Saturday, May 25, 2013

Just Friends.. Part Two







It's that question we wonder about over and over again. Can men and women really be friends? The answer is... yes.

Now, even though the answer is, yes they can, there are some points to think about. First, I mentioned in Part One that in order to be real friends, there needs to be an equality in the relationship. Whether you both agree that you like each other but don't want to pursue a relationship, or you agree that the feelings are purely platonic, in order to keep the friendship stable, both parties need to agree on that.

Why, you may ask? Because if one person has romantic feelings for their friend and it is not returned, it's difficult to maintain an unbiased mentality toward the actions of the person you have feelings for. You want them to like you, you want to be with them. You may be able to stay by them, but feelings with always be hurt. You can deny it all you want, but it's the truth.

I've experienced this several times and each time I would tell myself that I could put away my feelings in order to maintain the friendship. It never worked...well, it did work, but after my feelings had diminished.

So because of this, I have begun being more honest about the "let's be friends" offer.

A while ago I met someone that I ended up liking a lot. At first, the feeling was mutual between us but it soon became one sided as the guy decided not to pursue the relationship. It hurt, but I immediately offered my friendship. I did this because I didn't want to lose contact, I wanted to see him again and if I was really honest, I was hoping that he would maybe change his mind.

Well, he didn't change his mind and even though I was friendly around him and tried to be "just friends", it didn't work. I still had a hard time seeing him with other girls or listening to him talk about girls he was interested in.

So instead of continuing on in this delusional state, I told him that I couldn't be friends with him for the time being. I told him I would be a crappy friend. I didn't want to hear about his romantic pursuits. If I was going to be the friend I wanted to be, I needed to get complete closure first. It turns out, he respected what I had to say and was willing to give me that space.

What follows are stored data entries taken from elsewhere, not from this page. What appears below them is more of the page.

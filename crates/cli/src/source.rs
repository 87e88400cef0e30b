//! Loading a program's source text from `-f FILE` or `-e EXPR`.

use std::fmt;
use std::path::Path;

#[derive(Debug)]
pub enum LoadError {
    Io { path: std::path::PathBuf, source: std::io::Error },
}

impl fmt::Display for LoadError {
    fn fmt(&self, f: &mut fmt::Formatter<'_>) -> fmt::Result {
        match self {
            LoadError::Io { path, source } => {
                write!(f, "cannot read {}: {source}", path.display())
            }
        }
    }
}

impl std::error::Error for LoadError {
    fn source(&self) -> Option<&(dyn std::error::Error + 'static)> {
        match self {
            LoadError::Io { source, .. } => Some(source),
        }
    }
}

/// `clap`'s `ArgGroup` guarantees exactly one of `file`/`expr` is set, so
/// this never has to guess which source the caller meant.
pub fn load(file: Option<&Path>, expr: Option<&str>) -> Result<String, LoadError> {
    if let Some(path) = file {
        std::fs::read_to_string(path).map_err(|source| LoadError::Io {
            path: path.to_path_buf(),
            source,
        })
    } else {
        Ok(expr.unwrap_or_default().to_string())
    }
}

It took less time than I expected, but I did get closure from that and have moved on from the romantic attachment. I now feel that I can be friends with him and we can sustain mutual respect for each other. It feels pretty great!

I'm not advising that women go out and dump all their guy friends or vice versa. This really is directed toward those who stay friends after dating or in lieu of. The purpose is really to have you evaluate the friendships that have the romantic inequality and make decisions that keep you emotionally healthy.

The second point is, ask yourself why you need to be friends with this person. Is the friendship healthy and balanced? IT IS O.K. to not be friends with an ex boyfriend or girlfriend.. ( My BF Nancy is going to love that I came to that realization). You don't have to be mean about it and you can still be cordial to each other, but if the romantic relationship is really over, it may be more beneficial to severe communication permanently or at least long enough for the healing process to take place.

If you don't know how to start the conversation, you are free to use my line..."I would be a crappy friend to you right now."

Many of us spend too much time holding onto that thing that causes us the most hurt. In the end, the person that returns your love, will hopefully, also be the best friend you need.